Repressão e Pressão Internacional: O Brasil e a Proteção dos Direitos Humanos

Veja aqui o documento da semana em destaque! — Repressão e Pressão Internacional: O Brasil e a Proteção dos Direitos

Confira o documento na íntegra no nosso acervo: Memorando de conversação entre William P. Rogers, Charles A. Meyer, Robert W. Dean, Mario Gibson Barboza e Celso Diniz sobre imagem do Brasil no exterior

Caçada aos grupos de resistência à ditadura militar; presos políticos.  / br_rjanrio_ph_0_fot_00364

Datado de 1971, o documento relata a existência de uma preocupação, no interior da mídia e da opinião pública dos Estados Unidos da América (EUA), com os métodos de repressão utilizados no Brasil por sua força policial após o início do regime da ditatura civil-militar em 1964. O documento menciona que essa situação poderia afetar negativamente a reputação do Brasil nos EUA, especialmente em virtude de denúncias envolvendo a prática de abusos e de tortura no território brasileiro. O texto ressalta ainda a postura adotada pelo governo brasileiro do período diante de pedido de informações sobre esse tema apresentados, tanto pela Cruz Vermelha Internacional, como pela Comissão de Direitos Humanos da Organização dos Estados Americanos (OEA)

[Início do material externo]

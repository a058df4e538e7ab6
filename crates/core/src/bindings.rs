//! In-unit binding resolution.
//!
//! [`DeclarationBindings`] knows every declaration of one unit and resolves
//! declarations, their names, and simple references to them. Keys follow the
//! usual shapes: `Lp/A;` for types, `Lp/A;.m(I)V` for methods, `Lp/A;.f` for
//! fields, `Lp/A;.m(I)V#x` for locals and `p` for packages. Parameter and
//! return types use `Q<name>;` for class types, since nothing outside the
//! unit is known.

use dashmap::DashMap;
use jdt_bridge_api::{
    Ast, Binding, BindingKey, BindingKind, BindingResolver, NodeId, NodeKind, PrimitiveCode, Prop,
};
use std::collections::HashMap;
use std::sync::Arc;

#[derive(Debug, Clone, Default)]
pub struct DeclarationBindings {
    table: Arc<DashMap<BindingKey, Binding>>,
    declarations: HashMap<NodeId, BindingKey>,
}

/// Where the walk currently is.
#[derive(Clone, Default)]
struct Scope {
    package: String,
    type_binary: Option<String>,
    member_key: Option<String>,
}

impl DeclarationBindings {
    pub fn build(ast: &Ast, root: NodeId) -> Self {
        let mut bindings = Self::default();
        let mut counters: HashMap<String, u32> = HashMap::new();
        bindings.walk(ast, root, &Scope::default(), &mut counters);
        tracing::debug!("Declared {} bindings", bindings.table.len());
        bindings
    }

    pub fn len(&self) -> usize {
        self.table.len()
    }

    pub fn is_empty(&self) -> bool {
        self.table.is_empty()
    }

    /// Key of a declaration node or of its name.
    pub fn declared_key(&self, node: NodeId) -> Option<&BindingKey> {
        self.declarations.get(&node)
    }

    fn register(&mut self, ast: &Ast, id: NodeId, key: String, kind: BindingKind, name: &str) {
        let key = BindingKey(key);
        self.declarations.insert(id, key.clone());
        if let Some(name_node) = ast.child(id, Prop::Name) {
            self.declarations.insert(name_node, key.clone());
        }
        self.table.insert(
            key.clone(),
            Binding {
                key,
                kind,
                name: name.into(),
            },
        );
    }

    fn walk(&mut self, ast: &Ast, id: NodeId, scope: &Scope, counters: &mut HashMap<String, u32>) {
        let name = ast
            .child(id, Prop::Name)
            .and_then(|n| ast.identifier(n))
            .unwrap_or_default()
            .to_string();
        let mut inner = scope.clone();

        match ast.kind(id) {
            NodeKind::PackageDeclaration => {
                let package = ast
                    .child(id, Prop::Name)
                    .and_then(|n| ast.name_text(n))
                    .unwrap_or_default();
                let key = package.replace('.', "/");
                self.register(ast, id, key, BindingKind::Package, &package);
                return;
            }
            NodeKind::CompilationUnit => {
                if let Some(package) = ast.child(id, Prop::Package) {
                    self.walk(ast, package, scope, counters);
                    inner.package = ast
                        .child(package, Prop::Name)
                        .and_then(|n| ast.name_text(n))
                        .map(|p| p.replace('.', "/"))
                        .unwrap_or_default();
                }
                for child in ast.children(id).filter(|&c| Some(c) != ast.child(id, Prop::Package)) {
                    self.walk(ast, child, &inner, counters);
                }
                return;
            }
            kind if kind.is_type_declaration() => {
                let binary = match (&scope.type_binary, &scope.member_key) {
                    (Some(outer), Some(_)) => {
                        let n = next(counters, outer);
                        format!("{outer}${n}{name}")
                    }
                    (Some(outer), None) => format!("{outer}${name}"),
                    (None, _) if scope.package.is_empty() => name.clone(),
                    (None, _) => format!("{}/{name}", scope.package),
                };
                self.register(ast, id, format!("L{binary};"), BindingKind::Type, &name);
                inner.type_binary = Some(binary);
                inner.member_key = None;
            }
            NodeKind::AnonymousClassDeclaration => {
                let outer = scope.type_binary.clone().unwrap_or_default();
                let n = next(counters, &outer);
                let binary = format!("{outer}${n}");
                self.register(ast, id, format!("L{binary};"), BindingKind::Type, "");
                inner.type_binary = Some(binary);
                inner.member_key = None;
            }
            NodeKind::MethodDeclaration { is_constructor, .. } => {
                let owner = scope.type_binary.clone().unwrap_or_default();
                let selector = if *is_constructor { "" } else { name.as_str() };
                let params: String = ast
                    .list(id, Prop::Parameters)
                    .filter_map(|p| parameter_signature(ast, p))
                    .collect();
                let ret = ast
                    .child(id, Prop::ReturnType)
                    .map(|t| signature(ast, t))
                    .unwrap_or_else(|| "V".to_string());
                let key = format!("L{owner};.{selector}({params}){ret}");
                self.register(ast, id, key.clone(), BindingKind::Method, &name);
                inner.member_key = Some(key);
            }
            NodeKind::AnnotationTypeMemberDeclaration => {
                let owner = scope.type_binary.clone().unwrap_or_default();
                let ret = ast
                    .child(id, Prop::Type)
                    .map(|t| signature(ast, t))
                    .unwrap_or_default();
                let key = format!("L{owner};.{name}(){ret}");
                self.register(ast, id, key, BindingKind::Method, &name);
                return;
            }
            NodeKind::Initializer => {
                let owner = scope.type_binary.clone().unwrap_or_default();
                let n = next(counters, &format!("{owner}#init"));
                inner.member_key = Some(format!("L{owner};.{{{n}}}"));
            }
            NodeKind::EnumConstantDeclaration => {
                let owner = scope.type_binary.clone().unwrap_or_default();
                self.register(ast, id, format!("L{owner};.{name}"), BindingKind::Variable, &name);
            }
            NodeKind::VariableDeclarationFragment { .. } | NodeKind::SingleVariableDeclaration { .. } => {
                let is_field = ast.parent(id).is_some_and(|p| {
                    matches!(ast.kind(p), NodeKind::FieldDeclaration)
                        || ast.location_in_parent(id) == Some(Prop::RecordComponents)
                });
                let key = match (&scope.member_key, &scope.type_binary) {
                    (Some(member), _) if !is_field => {
                        let base = format!("{member}#{name}");
                        if self.table.contains_key(&BindingKey(base.clone())) {
                            let n = next(counters, &base);
                            format!("{base}#{n}")
                        } else {
                            base
                        }
                    }
                    (_, Some(owner)) => format!("L{owner};.{name}"),
                    (_, None) => name.clone(),
                };
                self.register(ast, id, key, BindingKind::Variable, &name);
            }
            _ => {}
        }

        for child in ast.children(id) {
            self.walk(ast, child, &inner, counters);
        }
    }

    /// Declaration a simple reference names, searched outward from the
    /// reference through the enclosing scopes.
    fn resolve_reference(&self, ast: &Ast, name_node: NodeId, identifier: &str) -> Option<BindingKey> {
        let parent = ast.parent(name_node)?;
        let invoked = matches!(
            ast.kind(parent),
            NodeKind::MethodInvocation | NodeKind::SuperMethodInvocation
        ) && ast.location_in_parent(name_node) == Some(Prop::Name);
        let at = ast.range(name_node).start;

        for scope in ast.ancestors(name_node) {
            let ordered = matches!(
                ast.kind(scope),
                NodeKind::Block | NodeKind::SwitchStatement | NodeKind::SwitchExpression
            );
            for candidate in declared_in(ast, scope) {
                let Some(key) = self.declarations.get(&candidate) else {
                    continue;
                };
                let kind = self.table.get(key).map(|b| b.kind);
                let wanted = if invoked {
                    kind == Some(BindingKind::Method)
                } else {
                    kind == Some(BindingKind::Variable) || kind == Some(BindingKind::Type)
                };
                let visible = !ordered || ast.range(candidate).start < at;
                let same_name = ast
                    .child(candidate, Prop::Name)
                    .and_then(|n| ast.identifier(n))
                    == Some(identifier);
                if wanted && visible && same_name {
                    return Some(key.clone());
                }
            }
            // A type can name itself.
            if ast.kind(scope).is_type_declaration()
                && !invoked
                && ast.child(scope, Prop::Name).and_then(|n| ast.identifier(n)) == Some(identifier)
            {
                return self.declarations.get(&scope).cloned();
            }
        }
        None
    }
}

Fundado em 1863, na Suíça, o Movimento Internacional da Cruz Vermelha e do Crescente Vermelho é composto, hoje, pelo Comitê Internacional da Cruz Vermelha, pelas Sociedades Nacionais da Cruz Vermelha e do Crescente Vermelho, bem como pela Federação Internacional das Sociedades da Cruz Vermelha e do Crescente Vermelho. Não cabe aqui distinguir cada uma delas e a função exercida por cada uma; basta por ora entender o papel desempenhado pelo Movimento por meio dessas organizações.  

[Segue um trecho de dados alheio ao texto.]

use super::{JcTree, Tag, TreeId};
use std::collections::HashMap;

/// Parent links and id lookup over a finished foreign tree.
pub struct ForeignIndex<'a> {
    root: &'a JcTree,
    nodes: HashMap<TreeId, &'a JcTree>,
    parents: HashMap<TreeId, TreeId>,
}

impl<'a> ForeignIndex<'a> {
    pub fn build(root: &'a JcTree) -> Self {
        let mut nodes = HashMap::new();
        let mut parents = HashMap::new();
        let mut stack = vec![root];
        while let Some(tree) = stack.pop() {
            nodes.insert(tree.id, tree);
            for child in tree.children() {
                parents.insert(child.id, tree.id);
                stack.push(child);
            }
        }
        Self {
            root,
            nodes,
            parents,
        }
    }

    pub fn root(&self) -> &'a JcTree {
        self.root
    }

    pub fn get(&self, id: TreeId) -> Option<&'a JcTree> {
        self.nodes.get(&id).copied()
    }

    pub fn parent(&self, id: TreeId) -> Option<&'a JcTree> {
        self.parents.get(&id).and_then(|p| self.get(*p))
    }

    /// Path from the root down to `id`.
    pub fn path(&self, id: TreeId) -> Option<TreePath<'a>> {
        let mut nodes = vec![self.get(id)?];
        let mut current = id;
        while let Some(parent) = self.parents.get(&current) {
            nodes.push(self.get(*parent)?);
            current = *parent;
        }
        nodes.reverse();
        Some(TreePath { nodes })
    }

    /// Innermost tree whose source span contains `offset`.
    pub fn innermost_at(&self, offset: i32, ends: &super::EndPosTable) -> Option<&'a JcTree> {
        let mut current = self.root;
        'descend: loop {
            for child in current.children() {
                let end = child.end_pos(ends);
                if child.start >= 0 && child.start <= offset && offset < end {
                    current = child;
                    continue 'descend;
                }
            }
            return Some(current);
        }
    }
}

/// Root-to-leaf chain of trees.
#[derive(Debug, Clone)]
pub struct TreePath<'a> {
    nodes: Vec<&'a JcTree>,
}

impl<'a> TreePath<'a> {
    pub fn leaf(&self) -> &'a JcTree {
        self.nodes[self.nodes.len() - 1]
    }

    pub fn parent_path(&self) -> Option<TreePath<'a>> {
        if self.nodes.len() < 2 {
            return None;
        }
        Some(TreePath {
            nodes: self.nodes[..self.nodes.len() - 1].to_vec(),
        })
    }

    pub fn parent(&self) -> Option<&'a JcTree> {
        self.nodes.len().checked_sub(2).map(|i| self.nodes[i])
    }

    /// Ancestors from the leaf's parent up to the root.
    pub fn ancestors(&self) -> impl Iterator<Item = &'a JcTree> + '_ {
        self.nodes.iter().rev().skip(1).copied()
    }

    pub fn nearest(&self, tag: Tag) -> Option<&'a JcTree> {
        self.nodes.iter().rev().copied().find(|t| t.tag() == tag)
    }

    pub fn len(&self) -> usize {
        self.nodes.len()
    }

    pub fn is_empty(&self) -> bool {
        self.nodes.is_empty()
    }
}

#[cfg(test)]
mod tests {
    use super::*;
    use crate::tree::{JcKind, TreeFactory};

    #[test]
    fn test_path_walks_to_root() {
        let mut f = TreeFactory::new();
        let lhs = f.ident(0, "a");
        let rhs = f.ident(4, "b");
        let rhs_id = rhs.id;
        let sum = f.make(
            0,
            2,
            5,
            JcKind::Binary {
                op: Tag::Plus,
                lhs: Box::new(lhs),
                rhs: Box::new(rhs),
            },
        );
        let exec = f.at(0, 6, JcKind::Exec { expr: Box::new(sum) });

        let index = ForeignIndex::build(&exec);
        let path = index.path(rhs_id).unwrap();
        assert_eq!(path.len(), 3);
        assert_eq!(path.leaf().ident_name(), Some("b"));
        assert_eq!(path.parent().unwrap().tag(), Tag::Plus);
        assert_eq!(path.nearest(Tag::Exec).unwrap().id, exec.id);

        let ends = f.finish();
        let hit = index.innermost_at(4, &ends).unwrap();
        assert_eq!(hit.id, rhs_id);
    }
}
use crate::ResolveArgs;
use jdt_bridge_core::{AstMatcher, SourceUnit, compare_units};
use std::path::Path;

pub fn run(left: &Path, right: &Path, args: &ResolveArgs) -> anyhow::Result<()> {
    let resolver = args.resolver()?;
    let left = resolver.resolve(&SourceUnit::read(left)?)?;
    let right = resolver.resolve(&SourceUnit::read(right)?)?;

    let matches = AstMatcher::new().matches(&left.ast, left.root, &right.ast, right.root);
    match compare_units(&left, &right) {
        Ok(()) => {
            println!("{} and {} are equivalent", left.file, right.file);
            Ok(())
        }
        Err(divergence) => {
            if matches {
                println!("Trees match structurally; positions diverge");
            }
            Err(divergence.into())
        }
    }
}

De modo geral, de acordo com as quatro Convenções de Genebra assinadas de 1949, bem como com seus três Protocolos adicionais – dois assinados em 1977, e o terceiro, em 2005, a Cruz Vermelha é responsável pela promoção, pela implementação, pela defesa e pelo desenvolvimento das normas de direito internacional humanitário (DIH). A Cruz Vermelha não é a única entidade juridicamente comprometida com DIH, pois outros atores são igualmente obrigados a cumprir e a fazer cumprir esse conjunto de normas, a saber: estados-parte das Convenções, organizações internacionais, outras organizações não-governamentais, e mesmo grupos armados não-estatais. Assim, além de estar juridicamente a costumes e princípios de DIH, o Brasil assinou e ratificou os sete tratados acima mencionados – as quatro Convenções de 1949 foram ratificadas e promulgadas por meio do Decreto n. 42.121, de 21 de agosto de 1957, os dois Protocolos de 1977, por meio do Decreto n. 849, de 25 de junho de 1993, e, o Protocolo de 2005, por meio do Decreto n. 7.196, de 1º de junho de 2010. 

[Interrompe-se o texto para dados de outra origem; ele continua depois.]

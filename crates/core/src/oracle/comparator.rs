//! Lock-step structural and positional comparison.

use super::{OracleDivergence, tolerated};
use jdt_bridge_api::{Ast, CompilationUnit, LegacyView, NodeId, Prop, flags, render};

type CompareResult = std::result::Result<(), OracleDivergence>;

/// Compares two trees, failing on the first divergence outside the tolerated
/// shapes. A length off by exactly one is only logged.
pub fn compare(left: &Ast, l: NodeId, right: &Ast, r: NodeId) -> CompareResult {
    Comparator::new(left, right).compare(l, r)
}

/// Compares two converted units. Legacy mode applies when either unit was
/// built for a pre-generics API level.
pub fn compare_units(left: &CompilationUnit, right: &CompilationUnit) -> CompareResult {
    Comparator::new(&left.ast, &right.ast)
        .legacy(left.api_level.is_legacy() || right.api_level.is_legacy())
        .compare(left.root, right.root)
}

pub struct Comparator<'a> {
    left: &'a Ast,
    right: &'a Ast,
    legacy: bool,
}

impl<'a> Comparator<'a> {
    pub fn new(left: &'a Ast, right: &'a Ast) -> Self {
        Self {
            left,
            right,
            legacy: false,
        }
    }

    /// In legacy mode modifiers compare as flag words and supertypes as names.
    pub fn legacy(mut self, legacy: bool) -> Self {
        self.legacy = legacy;
        self
    }

    pub fn compare(&self, l: NodeId, r: NodeId) -> CompareResult {
        let mut path = vec![self.left.kind(l).name().to_string()];
        self.node(l, r, &mut path)
    }

    fn node(&self, l: NodeId, r: NodeId, path: &mut Vec<String>) -> CompareResult {
        let (lk, rk) = (self.left.kind(l), self.right.kind(r));
        if lk != rk {
            if tolerated(self.left, l, self.right, r) {
                return self.standard(l, r, path);
            }
            if lk.same_variant(rk) {
                return Err(self.fail(
                    path,
                    format!(
                        "attributes differ: `{}` vs `{}`",
                        render(self.left, l),
                        render(self.right, r)
                    ),
                ));
            }
            return Err(self.fail(path, format!("kind differs: {} vs {}", lk.name(), rk.name())));
        }
        self.standard(l, r, path)?;

        let mut skipped: Vec<Prop> = Vec::new();
        if self.legacy {
            skipped = self.legacy_shape(l, r, path)?;
        }

        for prop in self.props(l, r) {
            if skipped.contains(&prop) {
                continue;
            }
            let lc: Vec<NodeId> = self.left.list(l, prop).collect();
            let rc: Vec<NodeId> = self.right.list(r, prop).collect();
            if lc.len() != rc.len() {
                return Err(self.fail(
                    path,
                    format!("{prop:?} sizes differ: {} vs {}", lc.len(), rc.len()),
                ));
            }
            let indexed = lc.len() > 1;
            for (i, (lchild, rchild)) in lc.into_iter().zip(rc).enumerate() {
                path.push(if indexed {
                    format!("{prop:?}[{i}]")
                } else {
                    format!("{prop:?}")
                });
                self.node(lchild, rchild, path)?;
                path.pop();
            }
        }
        Ok(())
    }

    /// Start, length and flag word.
    fn standard(&self, l: NodeId, r: NodeId, path: &[String]) -> CompareResult {
        let (lr, rr) = (self.left.range(l), self.right.range(r));
        if lr.start != rr.start {
            return Err(self.fail(
                path,
                format!("start position differs: {} vs {}", lr.start, rr.start),
            ));
        }
        if lr.length != rr.length {
            if (lr.length - rr.length).abs() == 1 {
                tracing::warn!(
                    "{}: length off by one ({} vs {})",
                    path.join("/"),
                    lr.length,
                    rr.length
                );
            } else {
                return Err(self.fail(
                    path,
                    format!("length differs: {} vs {}", lr.length, rr.length),
                ));
            }
        }
        let diff = (self.left.flags(l) ^ self.right.flags(r)) & !flags::BOOKKEEPING;
        if diff != 0 {
            return Err(self.fail(path, format!("flags differ: {diff:#x}")));
        }
        Ok(())
    }

    /// Checks the legacy-visible shape and returns the props it replaces.
    fn legacy_shape(&self, l: NodeId, r: NodeId, path: &[String]) -> std::result::Result<Vec<Prop>, OracleDivergence> {
        let kind = self.left.kind(l);
        let mut replaced = Vec::new();
        let (lv, rv) = (LegacyView::new(self.left), LegacyView::new(self.right));
        if kind.is_body_declaration() {
            let (lf, rf) = (lv.modifier_flags(l), rv.modifier_flags(r));
            if lf != rf {
                return Err(self.fail(path, format!("modifier flags differ: {lf:#x} vs {rf:#x}")));
            }
            replaced.push(Prop::Modifiers);
        }
        if kind.is_type_declaration() {
            if lv.superclass_name(l) != rv.superclass_name(r) {
                return Err(self.fail(path, "superclass names differ"));
            }
            if lv.super_interface_names(l) != rv.super_interface_names(r) {
                return Err(self.fail(path, "super interface names differ"));
            }
            replaced.extend([Prop::SuperclassType, Prop::SuperInterfaceTypes]);
        }
        Ok(replaced)
    }

    fn props(&self, l: NodeId, r: NodeId) -> Vec<Prop> {
        let mut props = self.left.props(l);
        for prop in self.right.props(r) {
            if !props.contains(&prop) {
                props.push(prop);
            }
        }
        props
    }

    fn fail(&self, path: &[String], message: impl Into<String>) -> OracleDivergence {
        OracleDivergence::new(path.join("/"), message)
    }
}

#[cfg(test)]
mod tests {
    use super::super::fixtures::*;
    use super::*;
    use jdt_bridge_api::{ModifierKeyword, NodeKind, SourceRange};

    fn method(ast: &mut Ast, start: i32, length: i32) -> NodeId {
        let method = ast.alloc(
            NodeKind::MethodDeclaration {
                is_constructor: false,
                extra_dimensions: 0,
            },
            SourceRange::new(start, length),
        );
        let name = name(ast, "m", start + 5);
        ast.add_child(method, Prop::Name, name);
        method
    }

    #[test]
    fn test_bookkeeping_flags_are_masked() {
        let mut left = Ast::new();
        let l = method(&mut left, 0, 10);
        let mut right = Ast::new();
        let r = method(&mut right, 0, 10);
        right.add_flags(r, flags::MALFORMED | flags::RECOVERED);
        assert!(compare(&left, l, &right, r).is_ok());
    }

    #[test]
    fn test_off_by_one_length_is_a_warning() {
        let mut left = Ast::new();
        let l = method(&mut left, 0, 10);
        let mut right = Ast::new();
        let r = method(&mut right, 0, 11);
        assert!(compare(&left, l, &right, r).is_ok());

        let mut far = Ast::new();
        let f = method(&mut far, 0, 12);
        let err = compare(&left, l, &far, f).unwrap_err();
        assert!(err.message.contains("length"));
    }

    #[test]
    fn test_list_size_mismatch_always_fails() {
        let mut left = Ast::new();
        let l = method(&mut left, 0, 10);
        let mut right = Ast::new();
        let r = method(&mut right, 0, 10);
        let param = right.alloc(
            NodeKind::SingleVariableDeclaration {
                varargs: false,
                extra_dimensions: 0,
            },
            SourceRange::new(7, 1),
        );
        right.add_child(r, Prop::Parameters, param);
        right.add_flags(r, flags::ORIGINAL);
        let err = compare(&left, l, &right, r).unwrap_err();
        assert_eq!(err.path, "MethodDeclaration");
        assert!(err.message.contains("Parameters"));
    }

    #[test]
    fn test_divergence_path_names_child() {
        let mut left = Ast::new();
        let l = method(&mut left, 0, 10);
        let mut right = Ast::new();
        let r = right.alloc(
            NodeKind::MethodDeclaration {
                is_constructor: false,
                extra_dimensions: 0,
            },
            SourceRange::new(0, 10),
        );
        let other = name(&mut right, "n", 5);
        right.add_child(r, Prop::Name, other);
        let err = compare(&left, l, &right, r).unwrap_err();
        assert_eq!(err.path, "MethodDeclaration/Name");
        assert_eq!(err.to_string(), "MethodDeclaration/Name: attributes differ: `m` vs `n`");
    }

    #[test]
    fn test_legacy_mode_compares_modifier_words() {
        let mut left = Ast::new();
        let l = method(&mut left, 0, 10);
        let public = left.alloc(
            NodeKind::Modifier {
                keyword: ModifierKeyword::Public,
            },
            SourceRange::new(0, 6),
        );
        left.add_child(l, Prop::Modifiers, public);

        let mut right = Ast::new();
        let r = method(&mut right, 0, 10);
        let public = right.alloc(
            NodeKind::Modifier {
                keyword: ModifierKeyword::Public,
            },
            SourceRange::new(1, 6),
        );
        right.add_child(r, Prop::Modifiers, public);

        assert!(compare(&left, l, &right, r).is_err());
        assert!(Comparator::new(&left, &right).legacy(true).compare(l, r).is_ok());
    }

    #[test]
    fn test_string_concatenation_is_tolerated() {
        let mut left = Ast::new();
        let l = string(&mut left, "\"ab\"", 0);
        left.set_range(l, SourceRange::new(0, 9));
        let mut right = Ast::new();
        let r = concatenation(&mut right);
        assert!(compare(&left, l, &right, r).is_ok());
    }
}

O DIH consiste no conjunto de normas jurídicas internacionais convencionais, costumeiras e principiológicas que visam a mitigar o sofrimento humano antes, durante e depois da deflagração de conflitos armados – sejam eles conflitos armados internacionais, ou conflitos armados não-internacionais. Grosso modo, o DIH se ocupa com a distinção entre civis e combatentes, a definição de indivíduos em situação fora de combate (feridos, enfermos, náufragos, e prisioneiros de guerra), a identificação alvo militares, e a proibição ou limitação do uso de determinados armamentos ou métodos de combate. De um modo geral, enquanto prisioneiros de guerra são pessoas que integram as forças armadas de outro estado durante um conflito armado internacional (art. 4 da III Convenção de Genebra de 1949), as pessoas do próprio estado detidas durante um conflito armado não internacional são civis deste estado – e, em caso de detenção, não podem estar sujeitas a tratamento cruel, humilhante ou degradante, ser submetidos à tortura ou à mutilação, ter negado seu direito à vida, entre outros (arts. 3 e 4 da IV Convenção de Genebra de 1949). 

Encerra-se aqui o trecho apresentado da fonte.